- Task instructions:
Check every line of the data below for the word "events". Copy the ones that have it.

(Stored data entries)

════════

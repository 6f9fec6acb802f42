//! # Broker client seam.
//!
//! A [`Broker`] opens [`BrokerSession`]s; a session registers for one queue and
//! then hands out [`Job`]s one at a time. Each job is answered exactly once, with
//! [`BrokerSession::complete`] or [`BrokerSession::fail`].

use std::sync::Arc;

use async_trait::async_trait;

use crate::core::Connector;
use crate::io::LinkError;

/// One unit of work assigned by the broker.
#[derive(Clone, Debug, PartialEq, Eq)]
pub struct Job {
    /// Broker-assigned handle, echoed back in the answer.
    pub handle: Vec<u8>,
    /// Queue (function) the job was submitted to.
    pub function: String,
    /// Raw payload.
    pub data: Vec<u8>,
}

/// Factory of broker sessions.
#[async_trait]
pub trait Broker: Send + Sync + 'static {
    /// Opens a session to the first reachable endpoint.
    async fn connect(&self, endpoints: &[String]) -> Result<Box<dyn BrokerSession>, LinkError>;
}

/// A live connection to the broker.
#[async_trait]
pub trait BrokerSession: Send {
    /// Address of the connected endpoint.
    fn peer(&self) -> &str;

    /// Announces that this session consumes `queue`.
    async fn register(&mut self, queue: &str) -> Result<(), LinkError>;

    /// Waits for the next job. Dropping the future abandons the session.
    async fn next_job(&mut self) -> Result<Job, LinkError>;

    /// Reports `job` as done with `result`.
    async fn complete(&mut self, job: &Job, result: &[u8]) -> Result<(), LinkError>;

    /// Reports `job` as failed.
    async fn fail(&mut self, job: &Job) -> Result<(), LinkError>;
}

/// Connects and registers a session for one queue.
pub struct BrokerConnector {
    broker: Arc<dyn Broker>,
    endpoints: Arc<[String]>,
    queue: Arc<str>,
    target: String,
}

impl BrokerConnector {
    pub fn new(broker: Arc<dyn Broker>, endpoints: Arc<[String]>, queue: Arc<str>) -> Self {
        let target = endpoints.join(",");
        Self {
            broker,
            endpoints,
            queue,
            target,
        }
    }
}

#[async_trait]
impl Connector for BrokerConnector {
    type Conn = Box<dyn BrokerSession>;

    fn target(&self) -> &str {
        &self.target
    }

    async fn connect(&self) -> Result<Self::Conn, LinkError> {
        if self.endpoints.is_empty() {
            return Err(LinkError::NoEndpoints);
        }
        let mut session = self.broker.connect(&self.endpoints).await?;
        session.register(&self.queue).await?;
        Ok(session)
    }
}
//! # Static module registry.
//!
//! Maps `category.group.name` to a constructor plus explicit metadata. Nothing is
//! discovered at runtime: built-in kinds are registered by [`Registry::builtin`],
//! integrators add their own with [`Registry::register`].
//!
//! ```rust
//! use actorvisor::{ModuleConfig, ModuleGroup, Registry};
//!
//! let registry = Registry::builtin();
//! let names: Vec<String> = registry.list(None).iter().map(|e| e.path()).collect();
//! assert_eq!(
//!     names,
//!     ["actorvisor.input.gearman", "actorvisor.output.null", "actorvisor.output.uds"]
//! );
//!
//! let meta = registry.meta("actorvisor", ModuleGroup::Output, "null").unwrap();
//! assert_eq!(meta.title, "Discards all incoming events.");
//!
//! let module = registry
//!     .build("actorvisor", ModuleGroup::Output, "null", ModuleConfig::new("sink"))
//!     .unwrap();
//! assert_eq!(module.name(), "sink");
//! ```

use std::collections::BTreeMap;
use std::fmt;
use std::str::FromStr;
use std::sync::Arc;

use crate::config::ModuleConfig;
use crate::core::Module;
use crate::error::ModuleError;
use crate::io::{GearmanBroker, UnixDialer};
use crate::modules::{GearmanIn, Null, UdsOut};

/// Category of the modules shipped with this crate.
pub const BUILTIN_CATEGORY: &str = "actorvisor";

/// Functional group a module belongs to.
#[derive(Clone, Copy, Debug, PartialEq, Eq, PartialOrd, Ord, Hash)]
pub enum ModuleGroup {
    Flow,
    Encode,
    Decode,
    Function,
    Input,
    Output,
}

impl ModuleGroup {
    pub const ALL: [ModuleGroup; 6] = [
        ModuleGroup::Flow,
        ModuleGroup::Encode,
        ModuleGroup::Decode,
        ModuleGroup::Function,
        ModuleGroup::Input,
        ModuleGroup::Output,
    ];

    pub fn as_str(&self) -> &'static str {
        match self {
            ModuleGroup::Flow => "flow",
            ModuleGroup::Encode => "encode",
            ModuleGroup::Decode => "decode",
            ModuleGroup::Function => "function",
            ModuleGroup::Input => "input",
            ModuleGroup::Output => "output",
        }
    }
}

impl fmt::Display for ModuleGroup {
    fn fmt(&self, f: &mut fmt::Formatter<'_>) -> fmt::Result {
        f.write_str(self.as_str())
    }
}

impl FromStr for ModuleGroup {
    type Err = ModuleError;

    fn from_str(s: &str) -> Result<Self, Self::Err> {
        ModuleGroup::ALL
            .into_iter()
            .find(|g| g.as_str() == s)
            .ok_or_else(|| ModuleError::invalid("group", format!("unknown module group `{s}`")))
    }
}

/// Descriptive metadata of a registered module.
#[derive(Clone, Debug, PartialEq, Eq)]
pub struct ModuleMeta {
    /// One-line summary.
    pub title: String,
    /// Longer description of behavior and parameters.
    pub description: String,
    pub version: String,
}

impl ModuleMeta {
    pub fn new(title: impl Into<String>, description: impl Into<String>) -> Self {
        Self {
            title: title.into(),
            description: description.into(),
            version: env!("CARGO_PKG_VERSION").to_string(),
        }
    }

    pub fn with_version(mut self, version: impl Into<String>) -> Self {
        self.version = version.into();
        self
    }
}

type Constructor = Arc<dyn Fn(ModuleConfig) -> Result<Module, ModuleError> + Send + Sync>;

/// One registered module kind.
#[derive(Clone)]
pub struct RegistryEntry {
    pub category: String,
    pub group: ModuleGroup,
    pub name: String,
    pub meta: ModuleMeta,
    ctor: Constructor,
}

impl RegistryEntry {
    /// Dotted `category.group.name` path.
    pub fn path(&self) -> String {
        format!("{}.{}.{}", self.category, self.group, self.name)
    }
}

impl fmt::Debug for RegistryEntry {
    fn fmt(&self, f: &mut fmt::Formatter<'_>) -> fmt::Result {
        f.debug_struct("RegistryEntry")
            .field("path", &self.path())
            .field("meta", &self.meta)
            .finish()
    }
}

type Key = (String, ModuleGroup, String);

/// Lookup table of module kinds.
#[derive(Clone, Debug, Default)]
pub struct Registry {
    entries: BTreeMap<Key, RegistryEntry>,
}

impl Registry {
    /// Empty registry.
    pub fn new() -> Self {
        Self::default()
    }

    /// Registry holding the built-in kinds, wired to the real Gearman and Unix clients.
    pub fn builtin() -> Self {
        let mut registry = Self::new();
        let entries: [(ModuleGroup, &str, ModuleMeta, Constructor); 3] = [
            (
                ModuleGroup::Input,
                "gearman",
                ModuleMeta::new(
                    "Consumes jobs from Gearman.",
                    "Runs `workers` consumers on queue `source` across `endpoints`. With a \
                     `secret`, job data is base64-decoded and AES-256 decrypted. Decoded \
                     payloads are submitted to `outbox`.",
                ),
                Arc::new(build_gearman),
            ),
            (
                ModuleGroup::Output,
                "uds",
                ModuleMeta::new(
                    "Writes events to a Unix domain socket.",
                    "Delivers `inbox` events to `target_path`, each followed by `delimiter`. \
                     The connection is probed while idle and re-established every second \
                     until it succeeds.",
                ),
                Arc::new(build_uds),
            ),
            (
                ModuleGroup::Output,
                "null",
                ModuleMeta::new(
                    "Discards all incoming events.",
                    "Drains `inbox` and drops every event.",
                ),
                Arc::new(build_null),
            ),
        ];
        for (group, name, meta, ctor) in entries {
            registry.insert(BUILTIN_CATEGORY, group, name, meta, ctor);
        }
        registry
    }

    /// Adds a module kind; fails if the path is taken.
    pub fn register<F>(
        &mut self,
        category: &str,
        group: ModuleGroup,
        name: &str,
        meta: ModuleMeta,
        ctor: F,
    ) -> Result<(), ModuleError>
    where
        F: Fn(ModuleConfig) -> Result<Module, ModuleError> + Send + Sync + 'static,
    {
        let key = (category.to_string(), group, name.to_string());
        if let Some(existing) = self.entries.get(&key) {
            return Err(ModuleError::DuplicateModule {
                path: existing.path(),
            });
        }
        self.insert(category, group, name, meta, Arc::new(ctor));
        Ok(())
    }

    fn insert(
        &mut self,
        category: &str,
        group: ModuleGroup,
        name: &str,
        meta: ModuleMeta,
        ctor: Constructor,
    ) {
        let entry = RegistryEntry {
            category: category.to_string(),
            group,
            name: name.to_string(),
            meta,
            ctor,
        };
        self.entries
            .insert((category.to_string(), group, name.to_string()), entry);
    }

    /// Entries ordered by category, group and name; optionally one category only.
    pub fn list(&self, category: Option<&str>) -> Vec<&RegistryEntry> {
        self.entries
            .values()
            .filter(|e| category.is_none_or(|c| e.category == c))
            .collect()
    }

    pub fn meta(&self, category: &str, group: ModuleGroup, name: &str) -> Option<&ModuleMeta> {
        self.get(category, group, name).map(|e| &e.meta)
    }

    /// Builds a module of the given kind from `config`.
    pub fn build(
        &self,
        category: &str,
        group: ModuleGroup,
        name: &str,
        config: ModuleConfig,
    ) -> Result<Module, ModuleError> {
        let entry = self
            .get(category, group, name)
            .ok_or_else(|| ModuleError::UnknownModule {
                path: format!("{category}.{group}.{name}"),
            })?;
        (entry.ctor)(config)
    }

    fn get(&self, category: &str, group: ModuleGroup, name: &str) -> Option<&RegistryEntry> {
        self.entries
            .get(&(category.to_string(), group, name.to_string()))
    }
}

fn build_gearman(cfg: ModuleConfig) -> Result<Module, ModuleError> {
    Ok(Module::new(GearmanIn::new(cfg, Arc::new(GearmanBroker::new()))?))
}

fn build_uds(cfg: ModuleConfig) -> Result<Module, ModuleError> {
    Ok(Module::new(UdsOut::new(cfg, Arc::new(UnixDialer::new()))?))
}

fn build_null(cfg: ModuleConfig) -> Result<Module, ModuleError> {
    Ok(Module::new(Null::new(cfg)?))
}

════════

- Exercise solution:
//! assert_eq!(meta.title, "Discards all incoming events.");
                    "Writes events to a Unix domain socket.",
                    "Delivers `inbox` events to `target_path`, each followed by `delimiter`. \
                    "Discards all incoming events.",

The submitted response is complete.